Granites are a major constituent of the Appalachian-Caledonian crust. Fluid inclusion signatures in granite quartz can provide direct compositional evidence for syn- and post magmatic fluids. The latter provide evidence of major hydrothermal convection and tectonic related events in the upper crust. The Irish onshore massif facilitates the study of fluid inclusion signatures in granite quartz from a range of Caledonian granites types located in close proximity to each other. Numerous Caledonian granites ranging in age from ~460 Ma to 380Ma are well exposed throughout the island and occur on either side of the Iapetan Laurentian-Avalonian divide, providing the opportunity to study fluids from two different tectonic plate settings. We report on the results of a systematic fluid inclusion study of Caledonian granite quartz from the Irish massif which display a variety of fluid signatures indicative of magmatic, meteoric and low-temperature fluid trapping events during the evolution of Irish Caledonian crust.

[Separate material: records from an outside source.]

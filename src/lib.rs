//! # jesse-kb - Hierarchical Knowledge Base Indexer
//!
//! Builds and maintains a markdown knowledge base mirroring a source
//! tree: one LLM analysis artifact per file, one knowledge file per
//! directory. The core is the incremental rebuild engine deciding,
//! correctly and cheaply, which expensive artifacts must be rebuilt on
//! each run, and executing those rebuilds in dependency order with
//! bounded concurrency.
//!
//! ## Architecture
//!
//! - Discovery walks the source tree into an immutable context snapshot
//! - The decision engine runs a timestamp-based staleness calculus with
//!   cascade propagation and orphan detection
//! - The plan generator turns decisions into a validated task DAG
//! - The execution engine schedules the DAG under a concurrency bound
//! - The LLM adapter owns truncation detection, continuation retry, and
//!   the reviewer loop
//!
//! Data flows strictly forward: discovery → decisions → plan → execute.

pub mod cache;
pub mod config;
pub mod context;
pub mod decision;
pub mod discovery;
pub mod error;
pub mod executor;
pub mod indexer;
pub mod llm;
pub mod paths;
pub mod plan;
pub mod renderer;

pub use cache::{AnalysisCache, KbMembership};
pub use config::{ConfigLoader, HandlerType, IndexingConfig, IndexingMode};
pub use context::{DirectoryContext, DirStatus, FileContext, FileStatus};
pub use decision::{
    DecisionEngine, DecisionReport, DeletionDecision, DeletionKind, RebuildDecision,
    RebuildOutcome, RebuildReason,
};
pub use discovery::Discovery;
pub use error::{IndexError, Result};
pub use executor::{
    ExecutionEngine, ExecutionResults, PlanPreview, ProgressSnapshot, TaskOutcome,
};
pub use indexer::{exit_code_for, print_summary, Indexer, RunOptions};
pub use llm::{
    AnalysisProvider, ChatClient, ChatMessage, CompletedAnalysis, DebugReplay, DebugStage,
    LlmAdapter, END_SENTINEL,
};
pub use paths::PathMapper;
pub use plan::{AtomicTask, ExecutionPlan, PlanGenerator, TaskType};

/// Re-export commonly used types
pub mod prelude {
    pub use crate::cache::AnalysisCache;
    pub use crate::config::{ConfigLoader, HandlerType, IndexingConfig, IndexingMode};
    pub use crate::context::{DirectoryContext, FileContext};
    pub use crate::decision::{DecisionEngine, DecisionReport};
    pub use crate::discovery::Discovery;
    pub use crate::error::{IndexError, Result};
    pub use crate::executor::{ExecutionEngine, ExecutionResults};
    pub use crate::indexer::{Indexer, RunOptions};
    pub use crate::llm::{AnalysisProvider, LlmAdapter};
    pub use crate::paths::PathMapper;
    pub use crate::plan::{ExecutionPlan, PlanGenerator};
}
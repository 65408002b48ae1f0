//! Debug record and replay for LLM calls
//!
//! When recording, every (prompt, response) pair is serialised under
//! `<debug_root>/<stage>/` together with a `meta.json`. When replaying,
//! the saved response is returned and the network is never touched.
//! Replay keys are deterministic from (stage, task path).

use crate::error::{IndexError, Result};
use chrono::Utc;
use serde::{Deserialize, Serialize};
use sha2::{Digest, Sha256};
use std::fs;
use std::path::{Path, PathBuf};
use tracing::{debug, warn};

/// Pipeline stage a debug artifact belongs to
#[derive(Debug, Clone, Copy, PartialEq, Eq, Serialize, Deserialize)]
#[serde(rename_all = "snake_case")]
pub enum DebugStage {
    FileAnalysis,
    DirectorySummary,
    Continuation,
    Review,
}

impl DebugStage {
    pub fn dir_name(&self) -> &'static str {
        match self {
            DebugStage::FileAnalysis => "file_analysis",
            DebugStage::DirectorySummary => "directory_summary",
            DebugStage::Continuation => "continuation",
            DebugStage::Review => "review",
        }
    }
}

/// Sidecar metadata for one recorded exchange
#[derive(Debug, Serialize, Deserialize)]
struct DebugMeta {
    stage: DebugStage,
    task_path: String,
    conversation_id: String,
    recorded_at: String,
}

/// Records or replays LLM exchanges under a debug directory
#[derive(Debug, Clone)]
pub struct DebugReplay {
    root: PathBuf,
    record: bool,
    replay: bool,
}

impl DebugReplay {
    pub fn new(root: PathBuf, record: bool, replay: bool) -> Self {
        Self { root, record, replay }
    }

    /// A store that neither records nor replays
    pub fn disabled() -> Self {
        Self {
            root: PathBuf::new(),
            record: false,
            replay: false,
        }
    }

    pub fn is_replay(&self) -> bool {
        self.replay
    }

    /// Deterministic key for (stage, task path); the same pair always
    /// resolves to the same artifact files
    fn key(stage: DebugStage, task_path: &Path) -> String {
        let mut hasher = Sha256::new();
        hasher.update(stage.dir_name().as_bytes());
        hasher.update(b"\0");
        hasher.update(task_path.to_string_lossy().as_bytes());
        let digest = hex::encode(hasher.finalize());
        let stem = crate::paths::sanitize_identifier(&task_path.to_string_lossy());
        format!("{}_{}", stem, &digest[..12])
    }

    fn base(&self, stage: DebugStage, task_path: &Path) -> PathBuf {
        self.root
            .join(stage.dir_name())
            .join(Self::key(stage, task_path))
    }

    /// Look up a recorded response; `None` when replay is off or the
    /// exchange was never recorded
    pub fn lookup(&self, stage: DebugStage, task_path: &Path) -> Option<String> {
        if !self.replay {
            return None;
        }
        let path = self.base(stage, task_path).with_extension("response");
        match fs::read_to_string(&path) {
            Ok(response) => {
                debug!("Replay hit for {} ({})", task_path.display(), stage.dir_name());
                Some(response)
            }
            Err(_) => {
                warn!(
                    "Replay miss for {} ({})",
                    task_path.display(),
                    stage.dir_name()
                );
                None
            }
        }
    }

    /// Record one exchange; a no-op unless recording is enabled
    pub fn record(
        &self,
        stage: DebugStage,
        task_path: &Path,
        conversation_id: &str,
        prompt: &str,
        response: &str,
    ) -> Result<()> {
        if !self.record {
            return Ok(());
        }
        let base = self.base(stage, task_path);
        let dir = base
            .parent()
            .ok_or_else(|| IndexError::other("debug base without parent"))?;
        fs::create_dir_all(dir).map_err(|e| IndexError::task_io(dir, e))?;

        fs::write(base.with_extension("prompt"), prompt)
            .map_err(|e| IndexError::task_io(&base, e))?;
        fs::write(base.with_extension("response"), response)
            .map_err(|e| IndexError::task_io(&base, e))?;
        let meta = DebugMeta {
            stage,
            task_path: task_path.to_string_lossy().into_owned(),
            conversation_id: conversation_id.to_string(),
            recorded_at: Utc::now().to_rfc3339(),
        };
        fs::write(
            base.with_extension("meta.json"),
            serde_json::to_string_pretty(&meta)?,
        )
        .map_err(|e| IndexError::task_io(&base, e))?;
        debug!("Recorded {} exchange for {}", stage.dir_name(), task_path.display());
        Ok(())
    }
}
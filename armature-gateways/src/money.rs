//! Money amounts
//!
//! Amounts travel in the smallest currency unit. GlobalCollect takes them as
//! is, PayDollar wants major units (`12.34`), so the conversion lives here.

use rust_decimal::prelude::ToPrimitive;
use rust_decimal::Decimal;
use serde::{Deserialize, Serialize};
use std::fmt;

/// Number of decimal places a currency uses (ISO 4217 minor unit).
///
/// Only zero-decimal currencies need listing; everything else uses two.
pub fn minor_unit_exponent(currency: &str) -> u32 {
    match currency.to_uppercase().as_str() {
        "JPY" | "KRW" | "VND" | "CLP" | "ISK" | "PYG" | "UGX" => 0,
        _ => 2,
    }
}

/// Money amount in the smallest currency unit (cents, pence, etc.)
#[derive(Debug, Clone, Copy, PartialEq, Eq, PartialOrd, Ord, Serialize, Deserialize)]
#[serde(transparent)]
pub struct Money(i64);

impl Money {
    /// Create from smallest unit
    pub fn new(minor_units: i64) -> Self {
        Self(minor_units)
    }

    /// Create from a major-unit decimal (e.g., 29.99) for the given currency.
    ///
    /// Returns `None` when the amount does not fit in minor units.
    pub fn from_decimal(amount: Decimal, currency: &str) -> Option<Self> {
        let multiplier = Decimal::from(10i64.pow(minor_unit_exponent(currency)));
        amount.checked_mul(multiplier)?.round().to_i64().map(Self)
    }

    /// Amount in smallest unit
    pub fn minor_units(&self) -> i64 {
        self.0
    }

    /// Amount in major units for the given currency
    pub fn to_decimal(&self, currency: &str) -> Decimal {
        Decimal::new(self.0, minor_unit_exponent(currency))
    }

    /// Major-unit string with the currency's scale, e.g. `"12.34"` or `"100"`
    pub fn format_major(&self, currency: &str) -> String {
        self.to_decimal(currency).to_string()
    }

    /// Check if positive
    pub fn is_positive(&self) -> bool {
        self.0 > 0
    }
}

impl From<i64> for Money {
    fn from(minor_units: i64) -> Self {
        Self(minor_units)
    }
}

impl fmt::Display for Money {
    fn fmt(&self, f: &mut fmt::Formatter<'_>) -> fmt::Result {
        write!(f, "{}", self.0)
    }
}
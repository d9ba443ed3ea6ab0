//! Sensitive-field redaction
//!
//! Every response body passes through [`Sanitizer`] exactly once, before it
//! is interpreted, logged or attached to a result. The only way to obtain a
//! [`SanitizedResponse`] is [`RawWireResponse::sanitize`], and interpreters
//! accept nothing else.

use crate::transport::RawWireResponse;
use http::HeaderMap;
use once_cell::sync::Lazy;
use regex::{Captures, Regex};

/// Replacement text for redacted values
pub const PLACEHOLDER: &str = "OMITTED";

// Element content up to the next tag, or a whole CDATA section. The open tag
// may carry attributes but the name must end there, so CVVRESULT is left alone.
static XML_FIELDS: Lazy<Vec<Regex>> = Lazy::new(|| {
    ["CREDITCARDNUMBER", "EXPIRYDATE", "CVV"]
        .iter()
        .map(|tag| {
            Regex::new(&format!(
                r"(?s)(<{tag}(?:\s[^>]*)?>)(?:<!\[CDATA\[.*?\]\]>|[^<]*)(</{tag}>)"
            ))
            .unwrap()
        })
        .collect()
});

// key=value pairs in form bodies and query strings
static FORM_FIELDS: Lazy<Regex> = Lazy::new(|| {
    Regex::new(r"(\b(?:cardNo|epMonth|epYear|securityCode)=)[^&\s'\x22<>]*").unwrap()
});

// <input> tags in HTML pages, attributes in any order
static HTML_INPUTS: Lazy<Regex> = Lazy::new(|| Regex::new(r"(?i)<input\b[^>]*>").unwrap());

static SENSITIVE_NAME: Lazy<Regex> = Lazy::new(|| {
    Regex::new(r#"(?i)\sname\s*=\s*["']?(?:cardNo|epMonth|epYear|securityCode)(?:["'\s/>]|$)"#)
        .unwrap()
});

static INPUT_VALUE: Lazy<Regex> = Lazy::new(|| {
    Regex::new(r#"(?i)(\svalue\s*=\s*)("[^"]*"|'[^']*'|[^\s"'>]*)"#).unwrap()
});

/// Redacts card data from response bodies
#[derive(Default)]
pub struct Sanitizer {
    card_numbers: Vec<String>,
}

impl Sanitizer {
    /// Create a sanitizer that only knows the structural fields
    pub fn new() -> Self {
        Self::default()
    }

    /// Also redact every verbatim occurrence of this card number.
    ///
    /// Numbers shorter than 12 digits are ignored, they would match too much.
    pub fn with_card_number(mut self, number: &str) -> Self {
        let number = number.trim();
        if number.len() >= 12 {
            self.card_numbers.push(number.to_string());
        }
        self
    }

    /// Redact a body. Idempotent.
    pub fn sanitize(&self, body: &str) -> String {
        let mut sanitized = body.to_string();

        for pattern in XML_FIELDS.iter() {
            sanitized = pattern
                .replace_all(&sanitized, format!("${{1}}{PLACEHOLDER}${{2}}").as_str())
                .into_owned();
        }

        sanitized = FORM_FIELDS
            .replace_all(&sanitized, format!("${{1}}{PLACEHOLDER}").as_str())
            .into_owned();
        sanitized = HTML_INPUTS
            .replace_all(&sanitized, |caps: &Captures<'_>| redact_input(&caps[0]))
            .into_owned();

        for number in &self.card_numbers {
            sanitized = sanitized.replace(number.as_str(), PLACEHOLDER);
        }

        sanitized
    }
}

fn redact_input(tag: &str) -> String {
    if !SENSITIVE_NAME.is_match(tag) {
        return tag.to_string();
    }

    INPUT_VALUE
        .replace_all(tag, |caps: &Captures<'_>| {
            let quote = match caps[2].chars().next() {
                Some(q @ ('"' | '\'')) => q.to_string(),
                _ => String::new(),
            };
            format!("{}{quote}{PLACEHOLDER}{quote}", &caps[1])
        })
        .into_owned()
}

impl std::fmt::Debug for Sanitizer {
    fn fmt(&self, f: &mut std::fmt::Formatter<'_>) -> std::fmt::Result {
        f.debug_struct("Sanitizer")
            .field("card_numbers", &self.card_numbers.len())
            .finish()
    }
}

/// Response whose body has been through the [`Sanitizer`]
#[derive(Debug, Clone)]
pub struct SanitizedResponse {
    status: u16,
    headers: HeaderMap,
    body: String,
}

impl SanitizedResponse {
    pub fn status(&self) -> u16 {
        self.status
    }

    pub fn headers(&self) -> &HeaderMap {
        &self.headers
    }

    pub fn body(&self) -> &str {
        &self.body
    }

    /// Header value as text, tolerating bytes outside visible ASCII
    pub fn header(&self, name: impl http::header::AsHeaderName) -> Option<String> {
        self.headers
            .get(name)
            .map(|value| String::from_utf8_lossy(value.as_bytes()).into_owned())
    }
}

impl RawWireResponse {
    /// Redact the body and consume the raw response
    pub fn sanitize(self, sanitizer: &Sanitizer) -> SanitizedResponse {
        let (status, mut headers, body) = self.into_parts();

        for value in headers.values_mut() {
            let text = String::from_utf8_lossy(value.as_bytes()).into_owned();
            let redacted = sanitizer.sanitize(&text);
            if redacted != text {
                if let Ok(replacement) = http::HeaderValue::from_str(&redacted) {
                    *value = replacement;
                }
            }
        }

        SanitizedResponse {
            status,
            headers,
            body: sanitizer.sanitize(&body),
        }
    }
}
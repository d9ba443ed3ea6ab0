//! GlobalCollect payment gateway implementation
//!
//! XML in, XML out. Every business outcome comes back as HTTP 200 with a
//! `RESULT` of `OK` or `NOK`; an `OK` result still needs its status id
//! looked up before it means anything.

use crate::{
    error::{GatewayError, GatewayResult},
    provider::{
        EncodedRequest, GatewayAdapter, GatewayRequest, default_test_mode, env_flag, env_required,
    },
    reference::{DetailsReference, generate_gateway_reference},
    sanitize::SanitizedResponse,
    types::{CardBrand, Outcome, PaymentIntent, TransactionResult, non_blank, required},
};
use chrono::{DateTime, Utc};
use serde::{Deserialize, Serialize};
use tracing::debug;

/// Test endpoint
pub const TEST_URL: &str = "https://ps.gcsip.nl/wdl/wdl";
/// Live endpoint
pub const LIVE_URL: &str = "https://ps.gcsip.com/wdl/wdl";

const CONTENT_TYPE: &str = "text/xml; charset=utf-8";

const ACTION_INSERT_ORDER: &str = "INSERT_ORDERWITHPAYMENT";
const ACTION_ORDER_STATUS: &str = "GET_ORDERSTATUS";

/// Payment product ids by card brand
const PAYMENT_PRODUCTS: &[(CardBrand, u16)] = &[
    (CardBrand::Visa, 1),
    (CardBrand::AmericanExpress, 2),
    (CardBrand::MasterCard, 3),
];

/// How an `OK` response's status id maps to an outcome.
///
/// A rule without a message takes it from the response's error node.
struct StatusRule {
    status: &'static str,
    outcome: Outcome,
    message: Option<&'static str>,
}

const STATUS_RULES: &[StatusRule] = &[
    StatusRule {
        status: "20",
        outcome: Outcome::Pending,
        message: Some("Pending"),
    },
    StatusRule {
        status: "25",
        outcome: Outcome::Pending,
        message: Some("Cancelled"),
    },
    StatusRule {
        status: "100",
        outcome: Outcome::Rejected,
        message: None,
    },
    StatusRule {
        status: "800",
        outcome: Outcome::Success,
        message: Some("Success"),
    },
];

/// Error codes whose processor text is replaced by a stable message
const ERROR_MESSAGES: &[(&str, &str)] = &[
    ("430306", "Card expired"),
    ("430330", "Invalid card number"),
];

/// GlobalCollect configuration
#[derive(Debug, Clone, Deserialize)]
pub struct GlobalCollectConfig {
    /// Merchant id.
    pub merchant_id: String,
    /// Merchant server IP address, sent in the request meta.
    #[serde(default)]
    pub ip_address: Option<String>,
    /// Use the test endpoint.
    #[serde(default = "default_test_mode")]
    pub test_mode: bool,
}

impl GlobalCollectConfig {
    /// Create a test-mode configuration
    pub fn new(merchant_id: impl Into<String>) -> Self {
        Self {
            merchant_id: merchant_id.into(),
            ip_address: None,
            test_mode: default_test_mode(),
        }
    }

    /// Set the merchant IP address
    pub fn ip_address(mut self, ip: impl Into<String>) -> Self {
        self.ip_address = Some(ip.into());
        self
    }

    /// Use the live endpoint
    pub fn production(mut self) -> Self {
        self.test_mode = false;
        self
    }

    /// Create configuration from environment variables.
    ///
    /// - `ARMATURE_GLOBALCOLLECT_MERCHANT_ID`: required
    /// - `ARMATURE_GLOBALCOLLECT_IP_ADDRESS`: optional
    /// - `ARMATURE_GLOBALCOLLECT_TEST_MODE`: `1`/`true` (default true)
    pub fn from_env() -> GatewayResult<Self> {
        let mut config = Self::new(env_required("ARMATURE_GLOBALCOLLECT_MERCHANT_ID")?);
        config.ip_address = std::env::var("ARMATURE_GLOBALCOLLECT_IP_ADDRESS").ok();
        if let Some(test_mode) = env_flag("ARMATURE_GLOBALCOLLECT_TEST_MODE") {
            config.test_mode = test_mode;
        }
        Ok(config)
    }
}

/// GlobalCollect gateway
#[derive(Debug, Clone)]
pub struct GlobalCollectGateway {
    config: GlobalCollectConfig,
}

impl GlobalCollectGateway {
    /// Create a new GlobalCollect gateway
    pub fn new(config: GlobalCollectConfig) -> Self {
        Self { config }
    }

    /// Get the configuration
    pub fn config(&self) -> &GlobalCollectConfig {
        &self.config
    }

    /// Details token for a hosted payment, as the caller receives it
    pub fn details_token(&self, reference: &DetailsReference) -> GatewayResult<String> {
        reference.to_token(&self.config.merchant_id)
    }

    /// The client IP on the intent wins over the configured one
    fn envelope<'a>(
        &'a self,
        action: &'a str,
        client_ip: Option<&'a str>,
        params: Params<'a>,
    ) -> RequestEnvelope<'a> {
        let version = match action {
            ACTION_ORDER_STATUS => "2.0",
            _ => "1.0",
        };

        RequestEnvelope {
            request: RequestNode {
                action,
                meta: Meta {
                    merchant_id: &self.config.merchant_id,
                    ip_address: client_ip
                        .or(self.config.ip_address.as_deref())
                        .unwrap_or_default(),
                    version,
                },
                params,
            },
        }
    }

    fn encode_purchase<'a>(
        &'a self,
        intent: &'a PaymentIntent,
        reference: &'a str,
    ) -> GatewayResult<RequestEnvelope<'a>> {
        let order = order_node(intent, reference)?;
        let card = intent.require_card()?;
        let product_id = payment_product_id(card.resolve_brand()?)?;

        let payment = PaymentNode {
            payment_product_id: product_id,
            hosted_indicator: None,
            return_url: None,
            amount: order.amount,
            currency_code: order.currency_code,
            language_code: order.language_code,
            country_code: order.country_code,
            credit_card_number: Some(card.number()),
            expiry_date: Some(card.expiry_mmyy()),
            cvv: card.cvv(),
        };

        Ok(self.envelope(
            ACTION_INSERT_ORDER,
            intent.ip_address(),
            Params {
                order,
                payment: Some(payment),
            },
        ))
    }

    fn encode_hosted<'a>(
        &'a self,
        intent: &'a PaymentIntent,
        reference: &'a str,
    ) -> GatewayResult<RequestEnvelope<'a>> {
        let order = order_node(intent, reference)?;
        let return_url = required(intent.return_url(), "return_url")?;
        let brand = match intent.card() {
            Some(card) => card.resolve_brand()?,
            None => CardBrand::Visa,
        };

        let payment = PaymentNode {
            payment_product_id: payment_product_id(brand)?,
            hosted_indicator: Some(1),
            return_url: Some(return_url),
            amount: order.amount,
            currency_code: order.currency_code,
            language_code: order.language_code,
            country_code: order.country_code,
            credit_card_number: None,
            expiry_date: None,
            cvv: None,
        };

        Ok(self.envelope(
            ACTION_INSERT_ORDER,
            intent.ip_address(),
            Params {
                order,
                payment: Some(payment),
            },
        ))
    }

    fn encode_status<'a>(&'a self, reference: &'a DetailsReference) -> RequestEnvelope<'a> {
        let order = OrderNode {
            order_id: reference.order_id(),
            effort_id: Some(reference.effort_id()),
            ..OrderNode::default()
        };

        self.envelope(
            ACTION_ORDER_STATUS,
            None,
            Params {
                order,
                payment: None,
            },
        )
    }
}

impl GatewayAdapter for GlobalCollectGateway {
    fn name(&self) -> &'static str {
        "globalcollect"
    }

    fn endpoint(&self) -> &str {
        if self.config.test_mode {
            TEST_URL
        } else {
            LIVE_URL
        }
    }

    fn is_test(&self) -> bool {
        self.config.test_mode
    }

    fn encode(
        &self,
        request: &GatewayRequest<'_>,
        now: DateTime<Utc>,
    ) -> GatewayResult<EncodedRequest> {
        let reference = request
            .intent()
            .and_then(|intent| intent.order_id())
            .map(|order_id| generate_gateway_reference(order_id, now))
            .unwrap_or_default();

        let envelope = match request {
            GatewayRequest::Purchase(intent) => self.encode_purchase(intent, &reference)?,
            GatewayRequest::HostedPurchase(intent) => self.encode_hosted(intent, &reference)?,
            GatewayRequest::FetchStatus(details) => self.encode_status(details),
            GatewayRequest::Authorize(_) => return Err(self.unsupported(request)),
        };

        let body = quick_xml::se::to_string_with_root("XML", &envelope)
            .map_err(|e| GatewayError::Encoding(e.to_string()))?;

        debug!(
            gateway = self.name(),
            action = envelope.request.action,
            merchant_reference = %reference,
            "Encoded GlobalCollect request"
        );

        Ok(EncodedRequest::new(body, CONTENT_TYPE))
    }

    fn interpret(&self, response: &SanitizedResponse) -> GatewayResult<TransactionResult> {
        if !(200..300).contains(&response.status()) {
            return Err(GatewayError::UnexpectedStatus(response.status()));
        }

        let document: ResponseDocument = quick_xml::de::from_str(response.body())
            .map_err(|e| GatewayError::MalformedResponse(format!("invalid XML: {}", e)))?;

        let node = document
            .request
            .and_then(|request| request.response)
            .ok_or_else(|| GatewayError::MalformedResponse("missing RESPONSE node".to_string()))?;

        let status = node.first(|row| &row.status_id);
        let action_url = node.first(|row| &row.form_action);
        let errors = node.errors();

        let (outcome, message) = match node.result.trim() {
            "OK" => classify_status(status.as_deref(), action_url.is_some(), &errors),
            "NOK" => (
                Outcome::Failed,
                error_message(&errors).unwrap_or_else(|| "Unknown error".to_string()),
            ),
            other => {
                return Err(GatewayError::MalformedResponse(format!(
                    "unexpected RESULT '{}'",
                    other
                )))
            }
        };

        Ok(TransactionResult::new(outcome, message)
            .with_authorization(node.first(|row| &row.authorisation_code))
            .with_order_id(node.first(|row| &row.order_id))
            .with_action_url(action_url)
            .with_status(status)
            .with_verdicts(
                node.first(|row| &row.fraud_result),
                node.first(|row| &row.avs_result),
                node.first(|row| &row.cvv_result),
            )
            .with_test(self.is_test()))
    }
}

fn payment_product_id(brand: CardBrand) -> GatewayResult<u16> {
    PAYMENT_PRODUCTS
        .iter()
        .find(|(b, _)| *b == brand)
        .map(|(_, id)| *id)
        .ok_or_else(|| GatewayError::UnsupportedCardBrand(brand.to_string()))
}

The granite quartz contains three fluid inclusion types. The earliest fluid was a H₂O-CO₂-NaCl ± CH₄ fluid of moderate salinity (3-16 eq. wt% NaCl) and high T_H (~300-450° C), and are present in the Galway, Leinster, Newry, Thorr and Kentstown granites. An origin wholly within the granite is implied for this fluid. A later fluid influx is recorded as H₂0-NaCl ± KCl inclusions with a wide range of T_H (160-340° C) and salinities (0-12 eq. wt% NaCl) and is observed in all late Caledonian granites. These inclusions have been interpretated as representing either mixing between late-magmatic and meteoric water or as wholly meteoric in origin. H₂0-NaCl-CaCl₂ ± KCl fluids have been identified as secondary inclusions in the Galway, Kentstown, Leinster, Oughterard and Newry granites, and their low T_H (50-200°C) and high salinity (8-28 eq. wt% NaCl) indicate they originated as basinal brines. They are similar to cool high-salinity CaCl₂-rich inclusions associated with Pb-Zn deposits in the Carboniferous rocks of the Irish Midlands. Genetic models indicate circulation of fluids within the fractured basement rocks, including the Caledonian granites, was important in the formation of these deposits, and therefore these fluids are believed to be Carboniferous in age. However a younger age cannot be discounted.